## Records provided

+ + + + + + +

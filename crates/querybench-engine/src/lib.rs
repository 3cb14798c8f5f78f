//! querybench-engine: Headless core for the querybench SQL assistant workbench
//!
//! This crate provides the non-UI logic for querybench, including:
//! - Configuration management
//! - Chat threads and assistant subprocess invocation
//! - Thread history persistence
//! - SQL extraction and similarity scoring
//! - The evaluation loop with event emission

pub mod chat;
pub mod config;
pub mod eval;
pub mod history;
pub mod sql;

// Re-export commonly used types
pub use chat::{invoke_assistant, AssistantReply, ChatError, ChatMessage, Role, Thread};
pub use config::{AssistantConfig, Config, ConfigError, EvalConfig};
pub use eval::{
    evaluate, load_ground_truth, start_evaluation, CaseResult, EvalCase, EvalError, EvalHandle,
    EvalOptions, EvalReport, UpdateEvent,
};
pub use history::{HistoryError, HistoryStore, ThreadSummary};
pub use sql::{cosine_similarity, extract_sql};

/// Returns the engine version.
pub fn engine_version() -> &'static str {
    env!("CARGO_PKG_VERSION")
}

#[cfg(test)]
mod tests {
    use super::*;

    #[test]
    fn test_engine_version() {
        let version = engine_version();
        assert!(!version.is_empty());
        assert!(version.starts_with("0."));
    }
}
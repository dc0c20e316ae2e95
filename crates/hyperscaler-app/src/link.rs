// Copyright 2026 Phillip Cloud
// Licensed under the Apache License, Version 2.0

use crate::pagination::parse_page;
use crate::store::parse_bool;
use crate::{AppState, Language};
use anyhow::{Context, Result};
use url::{ParseError, Url};

pub const LINK_BASE: &str = "hyperscaler://catalog";

/// Shareable encoding of the view: language, filters, page and wrap flag.
/// Fields left `None` keep whatever the receiving view already has.
#[derive(Debug, Clone, Default, PartialEq, Eq)]
pub struct ViewLink {
    pub language: Option<Language>,
    pub query: Option<String>,
    pub category: Option<String>,
    pub page: Option<i64>,
    pub wrap_text: Option<bool>,
}

impl ViewLink {
    pub fn from_state(state: &AppState) -> Self {
        let non_empty = |value: &str| (!value.trim().is_empty()).then(|| value.to_owned());
        let page = state.pagination().current_page();
        Self {
            language: Some(state.language()),
            query: non_empty(state.query()),
            category: non_empty(state.category()),
            page: (page > 1).then(|| i64::try_from(page).unwrap_or(i64::MAX)),
            wrap_text: state.wrap_text.then_some(true),
        }
    }

    /// Accepts a full URL or a bare query string such as `?lang=es&page=2`.
    /// Unknown parameters are ignored and malformed values degrade instead
    /// of failing.
    pub fn parse(raw: &str) -> Result<Self> {
        let raw = raw.trim();
        let url = match Url::parse(raw) {
            Ok(url) => url,
            Err(ParseError::RelativeUrlWithoutBase) => Url::parse(LINK_BASE)
                .and_then(|base| base.join(raw))
                .with_context(|| format!("parse view link {raw:?}"))?,
            Err(error) => {
                return Err(error).with_context(|| format!("parse view link {raw:?}"));
            }
        };

        let mut link = Self::default();
        for (name, value) in url.query_pairs() {
            match name.as_ref() {
                "lang" => link.language = Some(Language::parse(&value).unwrap_or_default()),
                "q" | "query" => link.query = Some(value.into_owned()),
                "category" => link.category = Some(value.into_owned()),
                "page" => link.page = Some(parse_page(&value)),
                "wrapText" => {
                    if let Some(wrap) = parse_bool(&value) {
                        link.wrap_text = Some(wrap);
                    }
                }
                _ => {}
            }
        }
        Ok(link)
    }

    pub fn to_url(&self, base: &str) -> Result<String> {
        let mut url = Url::parse(base).with_context(|| format!("parse link base {base:?}"))?;
        url.set_query(None);
        {
            let mut pairs = url.query_pairs_mut();
            if let Some(language) = self.language {
                pairs.append_pair("lang", language.as_str());
            }
            if let Some(query) = self.query.as_deref().filter(|value| !value.is_empty()) {
                pairs.append_pair("q", query);
            }
            if let Some(category) = self.category.as_deref().filter(|value| !value.is_empty()) {
                pairs.append_pair("category", category);
            }
            if let Some(page) = self.page {
                pairs.append_pair("page", &page.to_string());
            }
            if let Some(wrap) = self.wrap_text {
                pairs.append_pair("wrapText", if wrap { "true" } else { "false" });
            }
        }
        if url.query() == Some("") {
            url.set_query(None);
        }
        Ok(url.into())
    }
}

#[cfg(test)]
mod tests {
    use super::{LINK_BASE, ViewLink};
    use crate::Language;
    use anyhow::Result;

    #[test]
    fn full_link_round_trips() -> Result<()> {
        let link = ViewLink {
            language: Some(Language::Es),
            query: Some("almacén de objetos".to_owned()),
            category: Some("Almacenamiento".to_owned()),
            page: Some(3),
            wrap_text: Some(true),
        };
        let encoded = link.to_url(LINK_BASE)?;
        assert!(encoded.starts_with("hyperscaler://catalog?lang=es&q="));
        assert_eq!(ViewLink::parse(&encoded)?, link);
        Ok(())
    }

    #[test]
    fn bare_query_string_is_accepted() -> Result<()> {
        let link = ViewLink::parse("?lang=es&page=2")?;
        assert_eq!(link.language, Some(Language::Es));
        assert_eq!(link.page, Some(2));
        assert_eq!(link.query, None);
        Ok(())
    }

    #[test]
    fn malformed_values_degrade() -> Result<()> {
        let link = ViewLink::parse("hyperscaler://catalog?lang=fr&page=-7&wrapText=maybe&x=1")?;
        assert_eq!(link.language, Some(Language::En));
        assert_eq!(link.page, Some(1));
        assert_eq!(link.wrap_text, None);

        let link = ViewLink::parse("https://example.com/?page=abc")?;
        assert_eq!(link.page, Some(1));
        Ok(())
    }

    #[test]
    fn empty_link_has_no_query() -> Result<()> {
        assert_eq!(ViewLink::default().to_url(LINK_BASE)?, LINK_BASE);
        Ok(())
    }
}
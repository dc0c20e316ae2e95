// Copyright 2026 Phillip Cloud
// Licensed under the Apache License, Version 2.0

use crate::filter::{FilterCriteria, category_options, filter_indices};
use crate::normalize::normalize;
use crate::{
    AppMode, Catalog, Language, LayoutMode, PageWindow, PaginationSnapshot, PaginationState,
    Preferences, ServiceRecord, ThemeMode, ViewLink,
};

#[derive(Debug, Clone, PartialEq, Eq)]
pub struct AppState {
    pub mode: AppMode,
    pub theme: ThemeMode,
    pub wrap_text: bool,
    pub layout: LayoutMode,
    pub status_line: Option<String>,
    catalog: Catalog,
    language: Language,
    criteria: FilterCriteria,
    pagination: PaginationState,
    matches: Vec<usize>,
}

impl Default for AppState {
    fn default() -> Self {
        Self::new(Catalog::default())
    }
}

#[derive(Debug, Clone, PartialEq, Eq)]
pub enum AppCommand {
    EnterSearch,
    ExitToNav,
    SetQuery(String),
    PushQueryChar(char),
    PopQueryChar,
    ClearQuery,
    SetCategory(String),
    ClearFilters,
    SetLanguage(Language),
    ToggleLanguage,
    SetTheme(ThemeMode),
    CycleTheme,
    SetWrapText(bool),
    ToggleWrapText,
    SetLayout(LayoutMode),
    CycleLayout,
    NextPage,
    PrevPage,
    FirstPage,
    LastPage,
    GoToPage(i64),
    SetItemsPerPage(usize),
    ResetPagination,
    ApplyLink(ViewLink),
    SetStatus(String),
    ClearStatus,
}

#[derive(Debug, Clone, PartialEq, Eq)]
pub enum AppEvent {
    ModeChanged(AppMode),
    QueryChanged(String),
    CategoryChanged(String),
    LanguageChanged(Language),
    ThemeChanged(ThemeMode),
    WrapTextChanged(bool),
    LayoutChanged(LayoutMode),
    ResultsChanged { total_items: usize },
    PaginationChanged(PaginationSnapshot),
    StatusUpdated(String),
    StatusCleared,
}

impl AppState {
    pub fn new(catalog: Catalog) -> Self {
        let mut state = Self {
            mode: AppMode::Nav,
            theme: ThemeMode::default(),
            wrap_text: false,
            layout: LayoutMode::default(),
            status_line: None,
            catalog,
            language: Language::default(),
            criteria: FilterCriteria::default(),
            pagination: PaginationState::default(),
            matches: Vec::new(),
        };
        state.refilter();
        state
    }

    /// Adopts a restored pagination state, clamped against the current
    /// filtered count.
    pub fn with_pagination(mut self, pagination: PaginationState) -> Self {
        self.pagination = pagination;
        self.pagination.set_total_items(self.matches.len());
        self
    }

    pub fn with_preferences(mut self, preferences: Preferences) -> Self {
        if let Some(theme) = preferences.theme {
            self.theme = theme;
        }
        if let Some(wrap_text) = preferences.wrap_text {
            self.wrap_text = wrap_text;
        }
        if let Some(layout) = preferences.layout {
            self.layout = layout;
        }
        if let Some(language) = preferences.language {
            self.language = language;
            self.refilter();
        }
        self
    }

    pub fn catalog(&self) -> &Catalog {
        &self.catalog
    }

    pub const fn language(&self) -> Language {
        self.language
    }

    pub fn criteria(&self) -> &FilterCriteria {
        &self.criteria
    }

    pub fn query(&self) -> &str {
        &self.criteria.query
    }

    pub fn category(&self) -> &str {
        &self.criteria.category
    }

    pub const fn pagination(&self) -> &PaginationState {
        &self.pagination
    }

    pub fn filtered_count(&self) -> usize {
        self.matches.len()
    }

    pub fn filtered_records(&self) -> impl Iterator<Item = &ServiceRecord> {
        let records = self.catalog.records();
        self.matches.iter().filter_map(|index| records.get(*index))
    }

    pub fn page_window(&self) -> PageWindow {
        self.pagination.window()
    }

    /// Records on the current page, in dataset order.
    pub fn visible_records(&self) -> Vec<&ServiceRecord> {
        let records = self.catalog.records();
        self.page_window()
            .slice(&self.matches)
            .iter()
            .filter_map(|index| records.get(*index))
            .collect()
    }

    pub fn category_options(&self) -> Vec<String> {
        category_options(self.catalog.records(), self.language)
    }

    pub fn view_link(&self) -> ViewLink {
        ViewLink::from_state(self)
    }

    pub fn dispatch(&mut self, command: AppCommand) -> Vec<AppEvent> {
        let before = self.pagination.snapshot();
        let before_count = self.matches.len();

        let mut events = match command {
            AppCommand::EnterSearch => {
                self.mode = AppMode::Search;
                vec![AppEvent::ModeChanged(self.mode)]
            }
            AppCommand::ExitToNav => {
                self.mode = AppMode::Nav;
                vec![AppEvent::ModeChanged(self.mode)]
            }
            AppCommand::SetQuery(query) => self.set_query(query),
            AppCommand::PushQueryChar(ch) => {
                let mut query = self.criteria.query.clone();
                query.push(ch);
                self.set_query(query)
            }
            AppCommand::PopQueryChar => {
                let mut query = self.criteria.query.clone();
                query.pop();
                self.set_query(query)
            }
            AppCommand::ClearQuery => self.set_query(String::new()),
            AppCommand::SetCategory(category) => self.set_category(category),
            AppCommand::ClearFilters => {
                let mut events = self.set_query(String::new());
                events.extend(self.set_category(String::new()));
                events
            }
            AppCommand::SetLanguage(language) => self.set_language(language),
            AppCommand::ToggleLanguage => self.set_language(self.language.toggled()),
            AppCommand::SetTheme(theme) => self.set_theme(theme),
            AppCommand::CycleTheme => self.set_theme(self.theme.cycled()),
            AppCommand::SetWrapText(wrap_text) => self.set_wrap_text(wrap_text),
            AppCommand::ToggleWrapText => self.set_wrap_text(!self.wrap_text),
            AppCommand::SetLayout(layout) => self.set_layout(layout),
            AppCommand::CycleLayout => self.set_layout(self.layout.cycled()),
            AppCommand::NextPage => {
                self.pagination.next_page();
                Vec::new()
            }
            AppCommand::PrevPage => {
                self.pagination.previous_page();
                Vec::new()
            }
            AppCommand::FirstPage => {
                self.pagination.first_page();
                Vec::new()
            }
            AppCommand::LastPage => {
                self.pagination.last_page();
                Vec::new()
            }
            AppCommand::GoToPage(page) => {
                self.pagination.go_to_page(page);
                Vec::new()
            }
            AppCommand::SetItemsPerPage(items_per_page) => {
                self.pagination.set_items_per_page(items_per_page);
                Vec::new()
            }
            AppCommand::ResetPagination => {
                let items_per_page = self.pagination.items_per_page();
                self.pagination.reset();
                self.pagination.set_items_per_page(items_per_page);
                self.pagination.set_total_items(self.matches.len());
                Vec::new()
            }
            AppCommand::ApplyLink(link) => self.apply_link(link),
            AppCommand::SetStatus(message) => vec![self.set_status(message)],
            AppCommand::ClearStatus => {
                self.status_line = None;
                vec![AppEvent::StatusCleared]
            }
        };

        if self.matches.len() != before_count {
            events.push(AppEvent::ResultsChanged {
                total_items: self.matches.len(),
            });
        }
        let after = self.pagination.snapshot();
        if after != before {
            events.push(AppEvent::PaginationChanged(after));
        }
        events
    }

    fn apply_link(&mut self, link: ViewLink) -> Vec<AppEvent> {
        let mut events = Vec::new();
        if let Some(language) = link.language {
            events.extend(self.set_language(language));
        }
        if let Some(query) = link.query {
            events.extend(self.set_query(query));
        }
        if let Some(category) = link.category {
            events.extend(self.set_category(category));
        }
        if let Some(wrap_text) = link.wrap_text {
            events.extend(self.set_wrap_text(wrap_text));
        }
        // Filters settle the total before the page is clamped against it.
        if let Some(page) = link.page {
            self.pagination.go_to_page(page);
        }
        events
    }

    fn set_query(&mut self, query: String) -> Vec<AppEvent> {
        if query == self.criteria.query {
            return Vec::new();
        }
        self.criteria.query = query;
        self.refilter();
        vec![AppEvent::QueryChanged(self.criteria.query.clone())]
    }

    fn set_category(&mut self, category: String) -> Vec<AppEvent> {
        let category = self.canonical_category(category.trim());
        if category == self.criteria.category {
            return Vec::new();
        }
        self.criteria.category = category;
        self.refilter();
        vec![AppEvent::CategoryChanged(self.criteria.category.clone())]
    }

    fn set_language(&mut self, language: Language) -> Vec<AppEvent> {
        if language == self.language {
            return Vec::new();
        }
        let previous = self.language;
        self.language = language;
        let mut events = vec![AppEvent::LanguageChanged(language)];

        if !self.criteria.category.is_empty() {
            let translated = self.translate_category(previous).unwrap_or_default();
            if translated != self.criteria.category {
                self.criteria.category = translated;
                events.push(AppEvent::CategoryChanged(self.criteria.category.clone()));
            }
        }
        self.refilter();
        events
    }

    fn set_theme(&mut self, theme: ThemeMode) -> Vec<AppEvent> {
        if theme == self.theme {
            return Vec::new();
        }
        self.theme = theme;
        vec![AppEvent::ThemeChanged(theme)]
    }

    fn set_wrap_text(&mut self, wrap_text: bool) -> Vec<AppEvent> {
        if wrap_text == self.wrap_text {
            return Vec::new();
        }
        self.wrap_text = wrap_text;
        vec![AppEvent::WrapTextChanged(wrap_text)]
    }

    fn set_layout(&mut self, layout: LayoutMode) -> Vec<AppEvent> {
        if layout == self.layout {
            return Vec::new();
        }
        self.layout = layout;
        vec![AppEvent::LayoutChanged(layout)]
    }

    fn set_status(&mut self, message: String) -> AppEvent {
        self.status_line = Some(message.clone());
        AppEvent::StatusUpdated(message)
    }

    /// Maps a typed category onto the dataset's spelling in the active
    /// language. Unknown labels are kept verbatim and simply match nothing.
    fn canonical_category(&self, category: &str) -> String {
        if category.is_empty() {
            return String::new();
        }
        let wanted = normalize(category);
        self.catalog
            .records()
            .iter()
            .map(|record| record.category_label(self.language))
            .find(|label| normalize(label) == wanted)
            .unwrap_or(category)
            .to_owned()
    }

    /// The selected category's label in the active language, looked up via
    /// its label in `previous`.
    fn translate_category(&self, previous: Language) -> Option<String> {
        let wanted = normalize(&self.criteria.category);
        self.catalog
            .records()
            .iter()
            .find(|record| normalize(record.category_label(previous)) == wanted)
            .map(|record| record.category_label(self.language).to_owned())
    }

    fn refilter(&mut self) {
        self.matches = filter_indices(
            self.catalog.records(),
            &self.criteria.query,
            &self.criteria.category,
            self.language,
        );
        self.pagination.set_total_items(self.matches.len());
    }
}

+ + + + + + +

## Task item
Nothing but the lines from the top of the entries above through the line with "assistant subprocess invocation" should be set down, each exactly as written.

## Your response
filename crates/querybench-engine/src/lib.rs
repository 3cb14798c8f5f78f
//! querybench-engine: Headless core for the querybench SQL assistant workbench
//!
//! This crate provides the non-UI logic for querybench, including:
//! - Configuration management
//! - Chat threads and assistant subprocess invocation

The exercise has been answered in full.